More broadly, infrastructure and protocols used for counseling and services to prevent perinatal transmission, a primary focus of safer conception counseling in the South African context,26,33 should also be leveraged to include messages about reducing sexual HIV transmission risk. Likewise, current HIV treatment and prevention strategies, particularly the WHO prevention of mother-to-child transmission Option B+ and PrEP, offer opportunities for safer pregnancy among those who have already conceived and/or safer conception among serodiscordant couples.16,39 HIV care and prevention of mother–child-transmission cascades40,41 may also offer frameworks for assessing and monitoring safer conception implementation, which will involve successively identifying PLWH who desire children, providing appropriate counseling and services, and ensuring adherence to recommended practices to ultimately optimize conception and pregnancy outcomes.

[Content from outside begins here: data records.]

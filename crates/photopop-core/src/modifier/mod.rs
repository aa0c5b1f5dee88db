//! Pipeline stages that operate on a whole surface.
//!
//! Every stage implements [`Modifier`]. A modifier owns some configuration
//! keys, decides from the configuration whether it has work to do, and
//! either returns its input untouched or renders into a scratch surface it
//! owns.
//!
//! # Coordinate System
//!
//! - Origin is the top-left corner, y grows downward
//! - Rotation angles are in degrees, positive = clockwise on screen
//! - Crop coordinates are in pixels of the surface entering the crop stage

mod crop;
mod rotate;
mod scale;

pub use crop::Crop;
pub use rotate::{rotated_bounds, Rotate, RotatedBounds};
pub use scale::Scale;

use crate::config::Configuration;
use crate::surface::Surface;

/// A pipeline stage with a test/modify contract.
///
/// # Scratch surfaces
///
/// `modify` takes `&mut self` and ties the returned reference to both the
/// modifier and the source. The result is either `source` itself or the
/// modifier's own scratch surface, which the next `modify` call overwrites;
/// the borrow checker keeps callers from holding a result across that call.
pub trait Modifier {
    /// Write this modifier's keys with their default values.
    fn set_default_conf(&self, conf: &mut Configuration);

    /// Store `value` under `key` if this modifier owns `key`, clamped to its
    /// range. Other keys are ignored.
    fn set_conf_value(&self, conf: &mut Configuration, key: &str, value: f64);

    /// Whether [`modify`](Modifier::modify) would change anything under
    /// `conf`. Missing keys never pass.
    fn test(&self, conf: &Configuration) -> bool;

    /// Transform `source`, or return it unchanged when `test` fails.
    fn modify<'a>(&'a mut self, source: &'a Surface, conf: &Configuration) -> &'a Surface;
}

Regardless of the combination of strategies used, it is incumbent on public health professionals to ensure that women and men receive and use safer conception strategies that will minimize HIV transmission risk and help them more safely fulfill their fertility intentions.
The authors thank Taha E. Taha with the Department of Epidemiology, Johns Hopkins Bloomberg School of Public Health and Francois Venter with Wits Reproductive Health and HIV Institute (WRHI), University of the Witswatersrand for their contributions to this study. The authors are grateful to all of the participants for sharing their time and experiences and the study staff for their efforts and dedication to the participants.